Speaking of chemistry, I’m dismayed at the lack of such between Joong-won and Bok-shil. Thankfully they’ve finally started spending some time around each other, but I’m still left scratching my head at Joong-won’s attraction to Bok-shil. It’s like we’re being told he likes her, but the show isn’t really showing us much, and it’s confusing when Joong-won stares wistfully at a pair of pink heels one minute, then publicly humiliates Bok-shil the next. We know he doesn’t like conventionally pretty woman, but we’ve been shown very little to explain why he seems to like Bok-shil in particular, so the moments where we’re supposed to see that seem oddly disconnected. I believe it’s a flaw in the writing and not the acting, as I’ve been a fan of Yoon Sang-hyun for years now, and I know that he’s capable of generating chemistry with just about anyone when he wants to. But this show just isn’t giving him much to work with — though it’s still early days, I want to see him given more of a chance to connect with Bok-shil.

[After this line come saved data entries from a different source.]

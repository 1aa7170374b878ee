//! Converters for the native types without an exact token equivalent

use super::{
    current_bytes, extended, read_extended_object, write_native_or_extended, ExtendedKey,
    TokenConverter,
};
use crate::{
    bson::{
        Binary, BinarySubtype, Bson, DateTime, JavaScriptCodeWithScope, ObjectId, Regex,
        Timestamp,
    },
    reader::{ReaderError, TokenReader},
    token::{TokenType, TokenValue},
    writer::{TokenWriter, WriterError},
};

/// Converter for [`ObjectId`]
///
/// Reads the native value, a [`Bytes`](TokenType::Bytes) token with 12 bytes or `{ "$oid": "<hex>" }`.
#[derive(Debug)]
pub struct ObjectIdConverter;

impl TokenConverter for ObjectIdConverter {
    type Value = ObjectId;

    fn read_token_value<R: TokenReader + ?Sized>(
        &self,
        reader: &mut R,
    ) -> Result<Option<ObjectId>, ReaderError> {
        if let Some(Bson::ObjectId(id)) = reader.native_value() {
            return Ok(Some(*id));
        }
        match reader.token_type() {
            TokenType::Null => Ok(None),
            TokenType::Bytes => {
                let bytes = current_bytes(reader)?;
                Ok(Some(ObjectId::try_from(bytes.as_slice())?))
            }
            TokenType::StartObject => {
                read_extended_object(reader, ExtendedKey::Oid, extended::read_object_id_body)
                    .map(Some)
            }
            actual => Err(ReaderError::unexpected_token("object id", actual)),
        }
    }

    fn write_token_value<W: TokenWriter + ?Sized>(
        &self,
        writer: &mut W,
        value: Option<&ObjectId>,
    ) -> Result<(), WriterError> {
        let Some(&value) = value else {
            return writer.write_null();
        };
        write_native_or_extended(
            writer,
            |sink| sink.write_object_id(value),
            |w, dialect| extended::write_object_id(w, dialect, value),
        )
    }
}

/// Converter for [`Binary`] data
///
/// Reads the native value, a [`Bytes`](TokenType::Bytes) token (generic subtype, or the UUID
/// subtype for a GUID value) or `{ "$binary": "<base64>", "$type": "<hex subtype>" }`.
#[derive(Debug)]
pub struct BinaryDataConverter;

impl TokenConverter for BinaryDataConverter {
    type Value = Binary;

    fn read_token_value<R: TokenReader + ?Sized>(
        &self,
        reader: &mut R,
    ) -> Result<Option<Binary>, ReaderError> {
        if let Some(Bson::Binary(binary)) = reader.native_value() {
            return Ok(Some(binary.clone()));
        }
        match reader.token_type() {
            TokenType::Null => Ok(None),
            TokenType::Bytes => Ok(Some(match reader.value() {
                Some(TokenValue::Guid(guid)) => Binary::from_guid(*guid, BinarySubtype::Uuid),
                _ => Binary::generic(current_bytes(reader)?),
            })),
            TokenType::StartObject => {
                read_extended_object(reader, ExtendedKey::Binary, extended::read_binary_body)
                    .map(Some)
            }
            actual => Err(ReaderError::unexpected_token("binary data", actual)),
        }
    }

    fn write_token_value<W: TokenWriter + ?Sized>(
        &self,
        writer: &mut W,
        value: Option<&Binary>,
    ) -> Result<(), WriterError> {
        let Some(value) = value else {
            return writer.write_null();
        };
        write_native_or_extended(
            writer,
            |sink| sink.write_binary_data(value),
            |w, dialect| extended::write_binary(w, dialect, value),
        )
    }
}

/// Converter for native [`DateTime`] values
///
/// Reads the native value, a [`Date`](TokenType::Date) token, an RFC 3339 string or
/// `{ "$date": ... }` whose value is milliseconds since the Unix epoch, an RFC 3339 string
/// or `{ "$numberLong": "<millis>" }`. The full `i64` range of milliseconds is supported.
#[derive(Debug)]
pub struct DateTimeConverter;

impl TokenConverter for DateTimeConverter {
    type Value = DateTime;

    fn read_token_value<R: TokenReader + ?Sized>(
        &self,
        reader: &mut R,
    ) -> Result<Option<DateTime>, ReaderError> {
        if let Some(Bson::DateTime(date)) = reader.native_value() {
            return Ok(Some(*date));
        }
        match reader.token_type() {
            TokenType::Null => Ok(None),
            TokenType::Date => match reader.value() {
                Some(TokenValue::DateTime(date)) => Ok(Some(DateTime::from(*date))),
                Some(TokenValue::Integer(millis)) => Ok(Some(DateTime::from_millis(*millis))),
                _ => Err(ReaderError::invalid_value("Date token has no date value")),
            },
            TokenType::String => {
                let s = extended::current_str(reader)?;
                chrono::DateTime::parse_from_rfc3339(s)
                    .map(|date| Some(DateTime::from_millis(date.timestamp_millis())))
                    .map_err(|e| ReaderError::invalid_value(format!("invalid date '{s}': {e}")))
            }
            TokenType::StartObject => {
                read_extended_object(reader, ExtendedKey::Date, extended::read_date_body).map(Some)
            }
            actual => Err(ReaderError::unexpected_token("date time", actual)),
        }
    }

    fn write_token_value<W: TokenWriter + ?Sized>(
        &self,
        writer: &mut W,
        value: Option<&DateTime>,
    ) -> Result<(), WriterError> {
        let Some(&value) = value else {
            return writer.write_null();
        };
        write_native_or_extended(
            writer,
            |sink| sink.write_native_date_time(value),
            |w, dialect| extended::write_date(w, dialect, value),
        )
    }
}

/// Converter for [`Regex`]
///
/// Reads the native value, a string which is taken as pattern without options, or
/// `{ "$regex": "<pattern>", "$options": "<options>" }`.
#[derive(Debug)]
pub struct RegularExpressionConverter;

impl TokenConverter for RegularExpressionConverter {
    type Value = Regex;

    fn read_token_value<R: TokenReader + ?Sized>(
        &self,
        reader: &mut R,
    ) -> Result<Option<Regex>, ReaderError> {
        if let Some(Bson::RegularExpression(regex)) = reader.native_value() {
            return Ok(Some(regex.clone()));
        }
        match reader.token_type() {
            TokenType::Null => Ok(None),
            TokenType::String => Ok(Some(Regex::new(extended::current_str(reader)?, ""))),
            TokenType::StartObject => {
                read_extended_object(reader, ExtendedKey::Regex, extended::read_regex_body)
                    .map(Some)
            }
            actual => Err(ReaderError::unexpected_token("regular expression", actual)),
        }
    }

    fn write_token_value<W: TokenWriter + ?Sized>(
        &self,
        writer: &mut W,
        value: Option<&Regex>,
    ) -> Result<(), WriterError> {
        let Some(value) = value else {
            return writer.write_null();
        };
        write_native_or_extended(
            writer,
            |sink| sink.write_regular_expression(value),
            |w, dialect| extended::write_regex(w, dialect, value),
        )
    }
}

/// Converter for JavaScript code without scope
///
/// Reads the native value, a string or `{ "$code": "<code>" }`.
#[derive(Debug)]
pub struct JavaScriptConverter;

impl TokenConverter for JavaScriptConverter {
    type Value = String;

    fn read_token_value<R: TokenReader + ?Sized>(
        &self,
        reader: &mut R,
    ) -> Result<Option<String>, ReaderError> {
        if let Some(Bson::JavaScriptCode(code)) = reader.native_value() {
            return Ok(Some(code.clone()));
        }
        match reader.token_type() {
            TokenType::Null => Ok(None),
            TokenType::String => Ok(Some(extended::current_str(reader)?.to_owned())),
            TokenType::StartObject => {
                match read_extended_object(reader, ExtendedKey::Code, extended::read_code_body)? {
                    Bson::JavaScriptCode(code) => Ok(Some(code)),
                    _ => Err(ReaderError::invalid_value(
                        "JavaScript code must not have a $scope",
                    )),
                }
            }
            actual => Err(ReaderError::unexpected_token("JavaScript code", actual)),
        }
    }

    fn write_token_value<W: TokenWriter + ?Sized>(
        &self,
        writer: &mut W,
        value: Option<&String>,
    ) -> Result<(), WriterError> {
        let Some(value) = value else {
            return writer.write_null();
        };
        write_native_or_extended(
            writer,
            |sink| sink.write_java_script(value),
            |w, dialect| extended::write_code(w, dialect, value, None),
        )
    }
}

/// Converter for [`JavaScriptCodeWithScope`]
///
/// Reads the native value or `{ "$code": "<code>", "$scope": { ... } }`. The string token
/// which [`ReaderAdapter`](crate::reader::ReaderAdapter) reports for code with scope lacks
/// the scope and is therefore rejected when no native value is available.
#[derive(Debug)]
pub struct JavaScriptWithScopeConverter;

impl TokenConverter for JavaScriptWithScopeConverter {
    type Value = JavaScriptCodeWithScope;

    fn read_token_value<R: TokenReader + ?Sized>(
        &self,
        reader: &mut R,
    ) -> Result<Option<JavaScriptCodeWithScope>, ReaderError> {
        if let Some(Bson::JavaScriptCodeWithScope(code)) = reader.native_value() {
            return Ok(Some(code.clone()));
        }
        match reader.token_type() {
            TokenType::Null => Ok(None),
            TokenType::StartObject => {
                match read_extended_object(reader, ExtendedKey::Code, extended::read_code_body)? {
                    Bson::JavaScriptCodeWithScope(code) => Ok(Some(code)),
                    _ => Err(ReaderError::invalid_value(
                        "JavaScript code with scope is missing $scope",
                    )),
                }
            }
            actual => Err(ReaderError::unexpected_token("JavaScript code with scope", actual)),
        }
    }

    fn write_token_value<W: TokenWriter + ?Sized>(
        &self,
        writer: &mut W,
        value: Option<&JavaScriptCodeWithScope>,
    ) -> Result<(), WriterError> {
        let Some(value) = value else {
            return writer.write_null();
        };
        write_native_or_extended(
            writer,
            |sink| sink.write_java_script_with_scope(&value.code, &value.scope),
            |w, dialect| extended::write_code(w, dialect, &value.code, Some(&value.scope)),
        )
    }
}

/// Converter for symbols
///
/// Reads the native value, a string or `{ "$symbol": "<symbol>" }`.
#[derive(Debug)]
pub struct SymbolConverter;

impl TokenConverter for SymbolConverter {
    type Value = String;

    fn read_token_value<R: TokenReader + ?Sized>(
        &self,
        reader: &mut R,
    ) -> Result<Option<String>, ReaderError> {
        if let Some(Bson::Symbol(symbol)) = reader.native_value() {
            return Ok(Some(symbol.clone()));
        }
        match reader.token_type() {
            TokenType::Null => Ok(None),
            TokenType::String => Ok(Some(extended::current_str(reader)?.to_owned())),
            TokenType::StartObject => {
                read_extended_object(reader, ExtendedKey::Symbol, extended::read_symbol_body)
                    .map(Some)
            }
            actual => Err(ReaderError::unexpected_token("symbol", actual)),
        }
    }

    fn write_token_value<W: TokenWriter + ?Sized>(
        &self,
        writer: &mut W,
        value: Option<&String>,
    ) -> Result<(), WriterError> {
        let Some(value) = value else {
            return writer.write_null();
        };
        write_native_or_extended(
            writer,
            |sink| sink.write_symbol(value),
            |w, dialect| extended::write_symbol(w, dialect, value),
        )
    }
}

/// Converter for [`Timestamp`]
///
/// Reads the native value, an integer holding time and increment packed into 64 bits or
/// `{ "$timestamp": { "t": <time>, "i": <increment> } }`.
#[derive(Debug)]
pub struct TimestampConverter;

impl TokenConverter for TimestampConverter {
    type Value = Timestamp;

    fn read_token_value<R: TokenReader + ?Sized>(
        &self,
        reader: &mut R,
    ) -> Result<Option<Timestamp>, ReaderError> {
        if let Some(Bson::Timestamp(timestamp)) = reader.native_value() {
            return Ok(Some(*timestamp));
        }
        match reader.token_type() {
            TokenType::Null => Ok(None),
            // Inverse of the bit reinterpretation done when reading a native timestamp
            TokenType::Integer => Ok(Some(Timestamp::from_packed(
                extended::current_integer(reader)? as u64,
            ))),
            TokenType::StartObject => read_extended_object(
                reader,
                ExtendedKey::Timestamp,
                extended::read_timestamp_body,
            )
            .map(Some),
            actual => Err(ReaderError::unexpected_token("timestamp", actual)),
        }
    }

    fn write_token_value<W: TokenWriter + ?Sized>(
        &self,
        writer: &mut W,
        value: Option<&Timestamp>,
    ) -> Result<(), WriterError> {
        let Some(&value) = value else {
            return writer.write_null();
        };
        write_native_or_extended(
            writer,
            |sink| sink.write_timestamp(value),
            |w, dialect| extended::write_timestamp(w, dialect, value),
        )
    }
}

In the meantime, I do like the way Louis is slowly regaining his memories in little bits and pieces, even if I’m surprised at it happening so soon. They’re just enough to unsettle him, but not so much that he’s desperate to learn more. On the contrary, Louis looks to be alarmed and scared by them. It feels like he’s trying instinctively to hang onto his new life, knowing that he has more love and friendship here than he had before. And I’m appreciating even more that his memory loss didn’t cause his basic personality to change, because I wouldn’t want him to have gone from a cold chaebol to this cuddle-kitten, and risk losing the sweet Louis we know now once he remembers who he is. Even when he finds his memories again, he’ll still be the thoughtful, silly, warm-hearted Louis we’re all falling for, Bok-shil included.